# [What you should do]
Find the lines below in which the string "feedback" occurs. Copy each one.

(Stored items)
....

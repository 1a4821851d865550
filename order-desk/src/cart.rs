//! Cart Ledger - line items of the order in progress
//!
//! Operations return their user feedback as a [`Notice`] instead of posting
//! it, so the ledger stays synchronous and free of UI concerns. The desk
//! decides where notices go.
//!
//! # Invariants
//!
//! - at most one line per item ID
//! - every line has `quantity >= 1`; a line that would reach 0 is removed
//! - lines keep insertion order

use shared::notification::Severity;
use shared::order::{Item, LineItem};

/// User feedback produced by a cart operation
#[derive(Debug, Clone, PartialEq, Eq)]
pub struct Notice {
    pub message: String,
    pub severity: Severity,
}

impl Notice {
    pub fn success(message: impl Into<String>) -> Self {
        Self {
            message: message.into(),
            severity: Severity::Success,
        }
    }

    pub fn info(message: impl Into<String>) -> Self {
        Self {
            message: message.into(),
            severity: Severity::Info,
        }
    }

    pub fn error(message: impl Into<String>) -> Self {
        Self {
            message: message.into(),
            severity: Severity::Error,
        }
    }
}

/// Result of [`Cart::add`]
#[derive(Debug, Clone, PartialEq, Eq)]
pub struct AddOutcome {
    pub notice: Notice,
    /// Quantity of the line after the add
    pub quantity: u32,
    /// The caller should clear its search input
    pub clear_search: bool,
}

/// Cart for the order in progress
#[derive(Debug, Clone, Default)]
pub struct Cart {
    lines: Vec<LineItem>,
}

impl Cart {
    pub fn new() -> Self {
        Self::default()
    }

    /// Add one unit of `item`, merging with an existing line
    ///
    /// Quantities are capped at `u32::MAX`; adding to a capped line leaves
    /// it unchanged and reports the cap instead.
    pub fn add(&mut self, item: &Item) -> AddOutcome {
        let (notice, quantity) = match self.position(&item.id) {
            Some(pos) => {
                let line = &mut self.lines[pos];
                match line.quantity.checked_add(1) {
                    Some(quantity) => {
                        line.quantity = quantity;
                        (
                            Notice::success(format!("Increased quantity of {}", item.name)),
                            quantity,
                        )
                    }
                    None => (
                        Notice::info(format!("Maximum quantity of {} reached", item.name)),
                        line.quantity,
                    ),
                }
            }
            None => {
                self.lines.push(LineItem::from_item(item));
                (Notice::success(format!("Added {} to cart", item.name)), 1)
            }
        };
        tracing::debug!(item_id = %item.id, quantity, "Item added to cart");
        AddOutcome {
            notice,
            quantity,
            clear_search: true,
        }
    }

    /// Change a line's quantity by `delta`, clamping at zero
    ///
    /// Returns `None` when nothing changed (unknown ID, zero delta, or an
    /// increase on a line already at `u32::MAX`).
    pub fn update_quantity(&mut self, id: &str, delta: i64) -> Option<Notice> {
        let pos = self.position(id)?;
        if delta == 0 {
            return None;
        }

        let old_quantity = i64::from(self.lines[pos].quantity);
        let new_quantity = old_quantity
            .saturating_add(delta)
            .clamp(0, i64::from(u32::MAX));
        if new_quantity == old_quantity {
            return None;
        }

        if new_quantity == 0 {
            let line = self.lines.remove(pos);
            tracing::debug!(item_id = %id, "Item removed from cart");
            return Some(Notice::info(format!("Removed {} from cart", line.name)));
        }

        let line = &mut self.lines[pos];
        line.quantity = u32::try_from(new_quantity).unwrap_or(u32::MAX);
        tracing::debug!(item_id = %id, quantity = line.quantity, "Item quantity updated");
        let message = if delta > 0 {
            format!("Increased quantity of {}", line.name)
        } else {
            format!("Decreased quantity of {}", line.name)
        };
        Some(Notice::info(message))
    }

    /// Remove a line regardless of its quantity
    pub fn remove(&mut self, id: &str) -> Option<Notice> {
        let pos = self.position(id)?;
        let line = self.lines.remove(pos);
        tracing::debug!(item_id = %id, "Item removed from cart");
        Some(Notice::info(format!("Removed {} from cart", line.name)))
    }

    /// Empty the cart; no notice when it is already empty
    pub fn clear(&mut self) -> Option<Notice> {
        if self.lines.is_empty() {
            return None;
        }
        self.lines.clear();
        tracing::debug!("Cart cleared");
        Some(Notice::info("Cart cleared"))
    }

    /// Empty the cart without feedback (after a successful submission)
    pub(crate) fn reset(&mut self) {
        self.lines.clear();
    }

    pub fn total_quantity(&self) -> u64 {
        self.lines.iter().map(|line| u64::from(line.quantity)).sum()
    }

    /// Lines in insertion order
    pub fn lines(&self) -> &[LineItem] {
        &self.lines
    }

    /// Owned copy of the current lines
    pub fn snapshot(&self) -> Vec<LineItem> {
        self.lines.clone()
    }

    pub fn get(&self, id: &str) -> Option<&LineItem> {
        self.lines.iter().find(|line| line.id == id)
    }

    pub fn len(&self) -> usize {
        self.lines.len()
    }

    pub fn is_empty(&self) -> bool {
        self.lines.is_empty()
    }

    fn position(&self, id: &str) -> Option<usize> {
        self.lines.iter().position(|line| line.id == id)
    }
}

#[cfg(test)]
mod tests {
    use super::*;

    fn panadol() -> Item {
        Item::new("1", "Panadol", 0.0)
    }

    fn brufen() -> Item {
        Item::new("2", "Brufen", 0.2)
    }

    #[test]
    fn test_add_new_and_existing() {
        let mut cart = Cart::new();

        let outcome = cart.add(&panadol());
        assert_eq!(outcome.notice, Notice::success("Added Panadol to cart"));
        assert_eq!(outcome.quantity, 1);
        assert!(outcome.clear_search);

        let outcome = cart.add(&panadol());
        assert_eq!(outcome.notice, Notice::success("Increased quantity of Panadol"));
        assert_eq!(outcome.quantity, 2);
        assert_eq!(cart.len(), 1);
    }

    #[test]
    fn test_repeated_adds_merge_into_one_line() {
        let mut cart = Cart::new();
        for _ in 0..7 {
            cart.add(&brufen());
        }
        assert_eq!(cart.len(), 1);
        assert_eq!(cart.get("2").unwrap().quantity, 7);
    }

    #[test]
    fn test_insertion_order_preserved() {
        let mut cart = Cart::new();
        cart.add(&brufen());
        cart.add(&panadol());
        cart.add(&brufen());

        let ids: Vec<&str> = cart.lines().iter().map(|line| line.id.as_str()).collect();
        assert_eq!(ids, vec!["2", "1"]);
    }

    #[test]
    fn test_update_quantity_zero_delta_is_noop() {
        let mut cart = Cart::new();
        cart.add(&panadol());
        let before = cart.snapshot();

        assert_eq!(cart.update_quantity("1", 0), None);
        assert_eq!(cart.snapshot(), before);
    }

    #[test]
    fn test_update_quantity_unknown_id_is_noop() {
        let mut cart = Cart::new();
        cart.add(&panadol());
        assert_eq!(cart.update_quantity("missing", 3), None);
        assert_eq!(cart.total_quantity(), 1);
    }

    #[test]
    fn test_update_quantity_increase_and_decrease() {
        let mut cart = Cart::new();
        cart.add(&panadol());

        let notice = cart.update_quantity("1", 2).unwrap();
        assert_eq!(notice, Notice::info("Increased quantity of Panadol"));
        assert_eq!(cart.get("1").unwrap().quantity, 3);

        let notice = cart.update_quantity("1", -1).unwrap();
        assert_eq!(notice, Notice::info("Decreased quantity of Panadol"));
        assert_eq!(cart.get("1").unwrap().quantity, 2);
    }

    #[test]
    fn test_update_quantity_to_zero_removes_line() {
        let mut cart = Cart::new();
        cart.add(&panadol());
        cart.add(&panadol());
        cart.add(&brufen());

        let notice = cart.update_quantity("1", -2).unwrap();
        assert_eq!(notice, Notice::info("Removed Panadol from cart"));
        assert!(cart.get("1").is_none());
        assert_eq!(cart.len(), 1);
    }

    #[test]
    fn test_update_quantity_clamps_underflow() {
        let mut cart = Cart::new();
        cart.add(&panadol());

        let notice = cart.update_quantity("1", -10).unwrap();
        assert_eq!(notice.message, "Removed Panadol from cart");
        assert!(cart.is_empty());
        assert!(cart.lines().iter().all(|line| line.quantity >= 1));
    }

    #[test]
    fn test_quantity_cap() {
        let mut cart = Cart::new();
        let item = Item::new("1", "Panadol", 0.0);
        cart.add(&item);
        cart.lines[0].quantity = u32::MAX;

        let outcome = cart.add(&item);
        assert_eq!(outcome.quantity, u32::MAX);
        assert_eq!(outcome.notice, Notice::info("Maximum quantity of Panadol reached"));

        assert_eq!(cart.update_quantity("1", 5), None);
        assert_eq!(cart.lines()[0].quantity, u32::MAX);

        assert_eq!(
            cart.update_quantity("1", -1),
            Some(Notice::info("Decreased quantity of Panadol"))
        );
        assert_eq!(cart.lines()[0].quantity, u32::MAX - 1);
    }

    #[test]
    fn test_remove() {
        let mut cart = Cart::new();
        cart.add(&panadol());
        cart.add(&panadol());

        assert_eq!(cart.remove("1"), Some(Notice::info("Removed Panadol from cart")));
        assert!(cart.is_empty());
        assert_eq!(cart.remove("1"), None);
    }

    #[test]
    fn test_clear() {
        let mut cart = Cart::new();
        assert_eq!(cart.clear(), None);

        cart.add(&panadol());
        cart.add(&brufen());
        assert_eq!(cart.clear(), Some(Notice::info("Cart cleared")));
        assert!(cart.is_empty());
        assert_eq!(cart.clear(), None);
    }

    #[test]
    fn test_total_quantity() {
        let mut cart = Cart::new();
        assert_eq!(cart.total_quantity(), 0);
        cart.add(&panadol());
        cart.add(&panadol());
        cart.add(&brufen());
        assert_eq!(cart.total_quantity(), 3);
    }

    #[test]
    fn test_snapshot_is_detached() {
        let mut cart = Cart::new();
        cart.add(&panadol());
        let snapshot = cart.snapshot();

        cart.add(&panadol());
        assert_eq!(snapshot[0].quantity, 1);
        assert_eq!(cart.get("1").unwrap().quantity, 2);
    }
}
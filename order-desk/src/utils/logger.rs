//! Logging Infrastructure
//!
//! Structured logging setup for the terminal front end. Library code only
//! emits `tracing` events; installing a subscriber is left to binaries.

use std::path::Path;
use tracing_subscriber::EnvFilter;

/// Initialize the logger
pub fn init_logger() {
    init_logger_with_file(None, None);
}

/// Initialize the logger with optional file output
///
/// `RUST_LOG` takes precedence over `log_level`. When `log_dir` exists,
/// output goes to a daily rolling file instead of the terminal.
pub fn init_logger_with_file(log_level: Option<&str>, log_dir: Option<&str>) {
    let level = log_level.unwrap_or("info");
    let filter = EnvFilter::try_from_default_env().unwrap_or_else(|_| EnvFilter::new(level));

    let subscriber = tracing_subscriber::fmt()
        .with_env_filter(filter)
        .with_file(false)
        .with_line_number(false)
        .with_thread_ids(false)
        .with_target(false);

    if let Some(dir) = log_dir {
        let log_path = Path::new(dir);
        if log_path.exists()
            && let Some(dir_str) = log_path.to_str()
        {
            let file_appender = tracing_appender::rolling::daily(dir_str, "order-desk");
            // A subscriber may already be installed
            let _ = subscriber
                .with_writer(file_appender)
                .with_ansi(false)
                .try_init();
            return;
        }
        eprintln!("Log directory {} does not exist, logging to terminal", dir);
    }

    let _ = subscriber.try_init();
}
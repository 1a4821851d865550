//! User-facing notification types
//!
//! Notifications are transient: posted by cart and order operations and
//! retired after a fixed display duration or on explicit dismissal.

use serde::{Deserialize, Serialize};
use std::fmt;

/// Notification severity
#[derive(Debug, Clone, Copy, Serialize, Deserialize, PartialEq, Eq, Hash)]
#[serde(rename_all = "lowercase")]
pub enum Severity {
    Success,
    Error,
    Info,
}

impl fmt::Display for Severity {
    fn fmt(&self, f: &mut fmt::Formatter<'_>) -> fmt::Result {
        match self {
            Severity::Success => write!(f, "success"),
            Severity::Error => write!(f, "error"),
            Severity::Info => write!(f, "info"),
        }
    }
}

/// Notification ID
#[derive(Debug, Clone, PartialEq, Eq, Hash, Serialize, Deserialize)]
#[serde(transparent)]
pub struct NotificationId(String);

impl NotificationId {
    pub fn new(id: impl Into<String>) -> Self {
        Self(id.into())
    }

    pub fn as_str(&self) -> &str {
        &self.0
    }
}

impl fmt::Display for NotificationId {
    fn fmt(&self, f: &mut fmt::Formatter<'_>) -> fmt::Result {
        f.write_str(&self.0)
    }
}

impl From<&str> for NotificationId {
    fn from(id: &str) -> Self {
        Self(id.to_string())
    }
}

/// Active notification
#[derive(Debug, Clone, Serialize, Deserialize, PartialEq)]
pub struct Notification {
    pub id: NotificationId,
    pub message: String,
    pub severity: Severity,
    /// Creation time (Unix millis)
    pub created_at: i64,
}

/// Notification lifecycle event (broadcast to UI subscribers)
#[derive(Debug, Clone, Serialize, Deserialize, PartialEq)]
#[serde(tag = "type", rename_all = "SCREAMING_SNAKE_CASE")]
pub enum NotificationEvent {
    Posted { notification: Notification },
    Dismissed { id: NotificationId },
    Expired { id: NotificationId },
}

impl NotificationEvent {
    /// ID of the notification this event refers to
    pub fn id(&self) -> &NotificationId {
        match self {
            NotificationEvent::Posted { notification } => &notification.id,
            NotificationEvent::Dismissed { id } | NotificationEvent::Expired { id } => id,
        }
    }
}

....

# [Exercise output]
//! Operations return their user feedback as a [`Notice`] instead of posting
/// User feedback produced by a cart operation
    /// Empty the cart without feedback (after a successful submission)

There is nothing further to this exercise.